Proteger a organização com o gerenciamento de riscos de cibersegurança

Objetivos de aprendizagem

Após concluir esta unidade, você estará apto a:

  • Criar e implementar um programa de gerenciamento de riscos de cibersegurança tirando proveito das estruturas existentes.
  • Descrever como mitigar, transferir ou aceitar riscos.
  • Explicar os tipos de parcerias necessários para gerenciar riscos cibernéticos.

Criar e implementar um programa de gerenciamento de riscos cibernéticos

Na unidade anterior, você fez as perguntas certas para identificar riscos cibernéticos em um contexto empresarial e recebeu a informação de que precisa entender a tolerância a riscos da organização. Agora é hora de gerenciar os riscos de cibersegurança.

A estrutura certa facilita a proteção da organização. Você pode desenvolver e implementar sua própria estrutura ou tirar proveito das estruturas e metodologias do setor. Existem muitas estruturas nacionais, internacionais e específicas do setor à escolha. O Fórum Econômico Mundial (WEF) elaborou um white paper sobre Como propagar a resiliência cibernética, que contém uma estrutura para o gerenciamento de riscos cibernéticos. A estrutura aborda vários ativos de TI, como propriedade intelectual, ativos financeiros e ativos de segurança, e avalia o impacto comercial de perda de confidencialidade, integridade ou disponibilidade 

Outra estrutura usada regularmente é a Estrutura de segurança cibernética do National Institute of Standards and Technology (NIST), que organiza as atividades de cibersegurança e os resultados desejados em cinco funções: identificar, proteger, detectar, responder e recuperar. As funções oferecem uma visão geral da maturidade de uma organização no gerenciamento de riscos e podem ser adaptadas a organizações do setor público e do setor privado de todos os tamanhos em todo o mundo. 

Outro recurso muito usado no gerenciamento de riscos cibernéticos é  20 principais controles de segurança do Center for Internet Security. As organizações usam os controles para proteger suas informações críticas e reduzir a chance de comprometimento. 

Outras estruturas muito usadas incluem as normas ISO/IEC 27001/2 Gerenciamento de segurança da informação, a metodologia Análise de fator de risco da informação (FAIR)  e normas específicas do setor, como a Norma de segurança de dados do setor de cartões de pagamento (PCI DSS) no setor financeiro e Lei de portabilidade e responsabilidade dos planos de saúde (HIPAA) no setor de saúde. Independentemente da estrutura escolhida, tenha em mente que a conformidade com uma estrutura, um regulamento ou uma política é necessária, mas não é o bastante. Como gerente de riscos de cibersegurança, você precisa gerenciar o risco em um nível condizente com a tolerância a riscos exclusiva da sua organização. 

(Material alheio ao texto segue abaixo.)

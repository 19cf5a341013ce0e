//! Activation records and the normalizer that builds them from raw sheet rows.
//!
//! The form-response sheet arrives as rows of strings with a header row first.
//! Columns are renamed by position, the event date is parsed and expanded into
//! week/quarter/year, count fields become integers and every remaining empty
//! cell becomes `None`.

use chrono::{Datelike, NaiveDate, NaiveDateTime};
use serde::{Deserialize, Serialize};
use std::fmt;

/// Number of positional columns the form layout defines.
pub const COLUMN_COUNT: usize = 29;

/// Positional column ids, in sheet order.
pub const COLUMNS: [&str; COLUMN_COUNT] = [
    "timestamp",
    "developer",
    "event_name",
    "date",
    "city",
    "state",
    "zip",
    "activation_type",
    "discipline",
    "demo_retailer",
    "demo_bob",
    "clinic_retailer",
    "clinic_shop_level",
    "clinic_staff_count",
    "festival_retail_partner",
    "festival_total_attendance",
    "festival_bob",
    "vip_retailer",
    "vip_total_attendance",
    "vip_bob",
    "trail_building_retailer",
    "trail_building_total_attendance",
    "shop_assist_retailer",
    "shop_assist_description",
    "other_activation_retailer",
    "other_activation_description",
    "other_activation_bob",
    "latitude",
    "longitude",
];

/// Derived columns appended after the positional ones in table exports.
pub const DERIVED_COLUMNS: [&str; 4] = ["week", "quarter", "year", "year_quarter"];

const DATE_FORMATS: [&str; 4] = ["%m/%d/%Y", "%Y-%m-%d", "%m/%d/%y", "%B %d, %Y"];
const DATETIME_FORMATS: [&str; 3] = ["%m/%d/%Y %H:%M:%S", "%Y-%m-%dT%H:%M:%S", "%Y-%m-%d %H:%M:%S"];

/// Errors raised while normalizing sheet rows
#[derive(Debug, thiserror::Error, PartialEq)]
pub enum DatasetError {
    #[error("No data found.")]
    NoData,

    #[error("header has {found} columns, expected at least {expected}")]
    SchemaMismatch { expected: usize, found: usize },

    #[error("row {row}: column '{column}' is not a non-negative count: '{value}'")]
    InvalidCount {
        row: usize,
        column: &'static str,
        value: String,
    },

    #[error("row {row}: column '{column}' is not a number: '{value}'")]
    InvalidCoordinate {
        row: usize,
        column: &'static str,
        value: String,
    },

    #[error("row {row}: unrecognised date '{value}'")]
    InvalidDate { row: usize, value: String },
}

/// Kind of field-marketing event
#[derive(Debug, Clone, PartialEq, Eq, Hash, Serialize, Deserialize)]
#[serde(into = "String", from = "String")]
pub enum ActivationType {
    Demo,
    Clinic,
    Festival,
    Vip,
    TrailDay,
    ShopAssist,
    Other(String),
}

impl ActivationType {
    /// Parse a form label, accepting the spellings the form has used over time.
    pub fn parse(label: &str) -> Self {
        let normalized = label.trim().to_lowercase().replace('-', " ");
        match normalized.as_str() {
            "demo" => ActivationType::Demo,
            "clinic" => ActivationType::Clinic,
            "festival" => ActivationType::Festival,
            "vip" | "vip event" => ActivationType::Vip,
            "trail building day" | "trail day" | "trail building" => ActivationType::TrailDay,
            "shop assist" => ActivationType::ShopAssist,
            _ => ActivationType::Other(label.trim().to_string()),
        }
    }

    pub fn label(&self) -> &str {
        match self {
            ActivationType::Demo => "Demo",
            ActivationType::Clinic => "Clinic",
            ActivationType::Festival => "Festival",
            ActivationType::Vip => "VIP Event",
            ActivationType::TrailDay => "Trail building day",
            ActivationType::ShopAssist => "Shop Assist",
            ActivationType::Other(label) => label,
        }
    }
}

impl fmt::Display for ActivationType {
    fn fmt(&self, f: &mut fmt::Formatter<'_>) -> fmt::Result {
        f.write_str(self.label())
    }
}

impl From<ActivationType> for String {
    fn from(value: ActivationType) -> Self {
        value.label().to_string()
    }
}

impl From<String> for ActivationType {
    fn from(value: String) -> Self {
        ActivationType::parse(&value)
    }
}

/// Calendar buckets derived from the event date
#[derive(Debug, Clone, PartialEq, Eq, Serialize, Deserialize)]
pub struct Period {
    /// ISO-8601 week number
    pub week: u32,
    /// Quarter of the year, 1 through 4
    pub quarter: u32,
    pub year: i32,
    /// Display key such as `"2020 Q3"`
    pub year_quarter: String,
}

impl Period {
    pub fn of(date: NaiveDate) -> Self {
        let quarter = date.month0() / 3 + 1;
        Period {
            week: date.iso_week().week(),
            quarter,
            year: date.year(),
            year_quarter: format!("{} Q{}", date.year(), quarter),
        }
    }
}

Dependendo do tamanho da organização, o gerenciamento de riscos cibernéticos pode exigir a integração com uma equipe de Gerenciamento de riscos empresariais (ERM). Essa função de gerenciamento de riscos mais ampla leva em conta os riscos financeiros e regulatórios além dos operacionais em um nível estratégico organizacional. Por exemplo, uma função de ERM de uma farmacêutica pode levar em conta os riscos financeiros se um novo medicamento que a empresa está desenvolvendo não é aprovado. A empresa também poderá sofrer prejuízo se um agente hostil trabalhando para a concorrência violar os sistemas da empresa e roubar a fórmula secreta do medicamento. Tanto esse risco de cibersegurança quanto o risco financeiro são levados em conta no gerenciamento do risco geral da organização.

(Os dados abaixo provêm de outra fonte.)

use chrono::NaiveDate;
use field_tracker::aggregate::{self, BonusCriteria, BonusSort, DateRange, Metric, Selection};
use field_tracker::dataset::{COLUMN_COUNT, COLUMNS, Dataset, DatasetError};
use field_tracker::reactive::{Content, Context, Input, Output, ViewState};

// Helper function to build a header row matching the form layout
fn header() -> Vec<String> {
    COLUMNS.iter().map(|c| c.to_string()).collect()
}

// Helper function to build a response row with column overrides
fn response(developer: &str, date: &str, kind: &str, discipline: &str, cells: &[(usize, &str)]) -> Vec<String> {
    let mut row = vec![String::new(); COLUMN_COUNT];
    row[0] = format!("{} 09:30:00", date);
    row[1] = developer.to_string();
    row[2] = format!("{} at the shop", kind);
    row[3] = date.to_string();
    row[7] = kind.to_string();
    row[8] = discipline.to_string();
    row[27] = "40.0".to_string();
    row[28] = "-105.3".to_string();
    for (index, value) in cells {
        row[*index] = value.to_string();
    }
    row
}

fn sample() -> Dataset {
    Dataset::from_values(&[
        header(),
        response("Ana", "7/1/2020", "Demo", "Mountain", &[(10, "120")]),
        response("Ana", "7/8/2020", "Festival", "Mountain", &[(15, "900"), (16, "60")]),
        response("Ana", "7/15/2020", "Trail building day", "Mountain", &[(21, "30")]),
        response("Ana", "7/22/2020", "Trail day", "Mountain", &[(21, "12")]),
        response("Ben", "8/3/2020", "Clinic", "Road", &[(13, "9")]),
        response("Ben", "11/5/2020", "Demo", "Road", &[(10, "15")]),
    ])
    .unwrap()
}

fn range(start: (i32, u32, u32), end: (i32, u32, u32)) -> DateRange {
    DateRange {
        start: NaiveDate::from_ymd_opt(start.0, start.1, start.2).unwrap(),
        end: NaiveDate::from_ymd_opt(end.0, end.1, end.2).unwrap(),
    }
}

fn test_normalize() {
    println!("\n====== Testing Dataset::from_values ======");
    let dataset = sample();
    assert_eq!(dataset.len(), 6);
    println!("✓ Six responses normalized");

    let first = &dataset.records[0];
    assert_eq!(first.counts.demo_bob, 120);
    assert_eq!(first.counts.clinic_staff_count, 0);
    println!("✓ Blank counts read as zero");

    assert_eq!(first.year_quarter(), Some("2020 Q3"));
    assert_eq!(dataset.records[5].year_quarter(), Some("2020 Q4"));
    println!("✓ Quarters derived from event dates");

    assert_eq!(Dataset::from_values(&[header()]), Err(DatasetError::NoData));
    println!("✓ Header-only sheet reports no data");

    let bad = Dataset::from_values(&[header(), response("Ana", "7/1/2020", "Demo", "Road", &[(10, "-4")])]);
    assert!(matches!(bad, Err(DatasetError::InvalidCount { row: 2, .. })));
    println!("✓ Negative count rejected with its row number");
}

fn test_views() {
    println!("\n====== Testing date and filter views ======");
    let dataset = sample();
    let summer = range((2020, 6, 30), (2020, 7, 23));
    let view = aggregate::date_view(&dataset, &summer);
    assert_eq!(view.len(), 4);
    println!("✓ Four July responses fall inside the range");

    let edges = aggregate::date_view(&dataset, &range((2020, 7, 1), (2020, 7, 22)));
    assert_eq!(edges.len(), 2);
    println!("✓ Responses on the start and end dates are left out");

    let totals = aggregate::totals(&view);
    assert_eq!(totals.bob, 180);
    assert_eq!(totals.activations, 4);
    println!("✓ Totals: {} B.O.B. over {} activations", totals.bob, totals.activations);

    let all = aggregate::date_view(&dataset, &range((2020, 1, 1), (2020, 12, 31)));
    let road = aggregate::filtered_view(&all, &Selection::All, &Selection::Only(vec!["Road".to_string()]));
    assert_eq!(road.len(), 2);
    println!("✓ Discipline filter keeps only Road responses");
}

fn test_bonus_tracker() {
    println!("\n====== Testing bonus tracker ======");
    let dataset = sample();
    let quarter = aggregate::quarter_view(&dataset, "2020 Q3");
    let criteria = BonusCriteria::default();
    let table = aggregate::bonus_table(&quarter, Some("2020 Q3"), &criteria, None);

    assert_eq!(table.rows.len(), 2);
    let ana = &table.rows[0];
    assert_eq!(ana.developer, "Ana");
    assert_eq!(ana.tally.total_bob, 180);
    assert_eq!(ana.tally.activations, 2);
    assert_eq!(ana.tally.trail_days, 2);
    assert_eq!(ana.highlighted, vec![Metric::TotalBob, Metric::TrailDays]);
    println!("✓ Ana beats the B.O.B. and trail day thresholds");

    let sorted = aggregate::bonus_table(&quarter, Some("2020 Q3"), &criteria, BonusSort::parse(Some("clinics"), true));
    assert_eq!(sorted.rows[0].developer, "Ben");
    println!("✓ Sorting by clinics puts Ben first");

    let weekly = aggregate::weekly_series(&quarter, Some("Ana"));
    assert_eq!(weekly.weeks.len(), 4);
    assert_eq!(weekly.title(Metric::TotalBob), "Total Butts on Bikes - Ana");
    println!("✓ Weekly series has one bar per week");
}

fn test_reactive_graph() {
    println!("\n====== Testing reactive updates ======");
    let dataset = sample();
    let state = ViewState::new(range((2020, 6, 30), (2020, 9, 30)));
    let criteria = BonusCriteria::default();
    let ctx = Context {
        dataset: &dataset,
        state: &state,
        criteria: &criteria,
        developer_title: "Brand Developer",
    };

    let updates = ctx.update(&[Input::SelectedDeveloper]);
    assert_eq!(updates.len(), 1);
    assert_eq!(updates[0].0, Output::WeeklyBars);
    println!("✓ Selecting a developer only redraws the weekly bars");

    match ctx.compute(Output::MainTable) {
        Content::Table(table) => {
            assert_eq!(table.rows.len(), 5);
            assert_eq!(table.columns[1].name, "Brand Developer");
            println!("✓ Main table lists {} rows", table.rows.len());
        }
        other => panic!("unexpected content {:?}", other),
    }
}

fn main() {
    test_normalize();
    test_views();
    test_bonus_tracker();
    test_reactive_graph();
    println!("\nAll dataset tests passed!");
}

Depois de escolher e adaptar as estruturas relevantes para sua organização, é hora de usar a estrutura para fazer avaliações contínuas das suas unidades de negócios, programas, sistemas e fornecedores terceirizados. Para ajudar você a entender o risco em seu ambiente, é importante identificar e coletar dados regularmente para usar como indicador das tendências de risco. Por exemplo, o governo americano coleta as métricas da Lei de gerenciamento de sistemas de informação federais (FISMA) de diretores de informação (CIO) trimestralmente para ajudar os departamentos e as agências a gerenciar seus riscos cibernéticos, dar suporte à tomada de decisões e priorizar aprimoramentos. 

A compreensão da postura de risco de base da organização e os objetivos de aprimoramento permite que você aconselhe a organização em relação às mudanças necessárias na estratégia, nas políticas e nas normas de cibersegurança. Como gerente de riscos de cibersegurança, você também fundamenta as decisões sobre quais controles e correções devem ser priorizados. Vamos nos aprofundar em como você deve aconselhar a implementação de controles técnicos. 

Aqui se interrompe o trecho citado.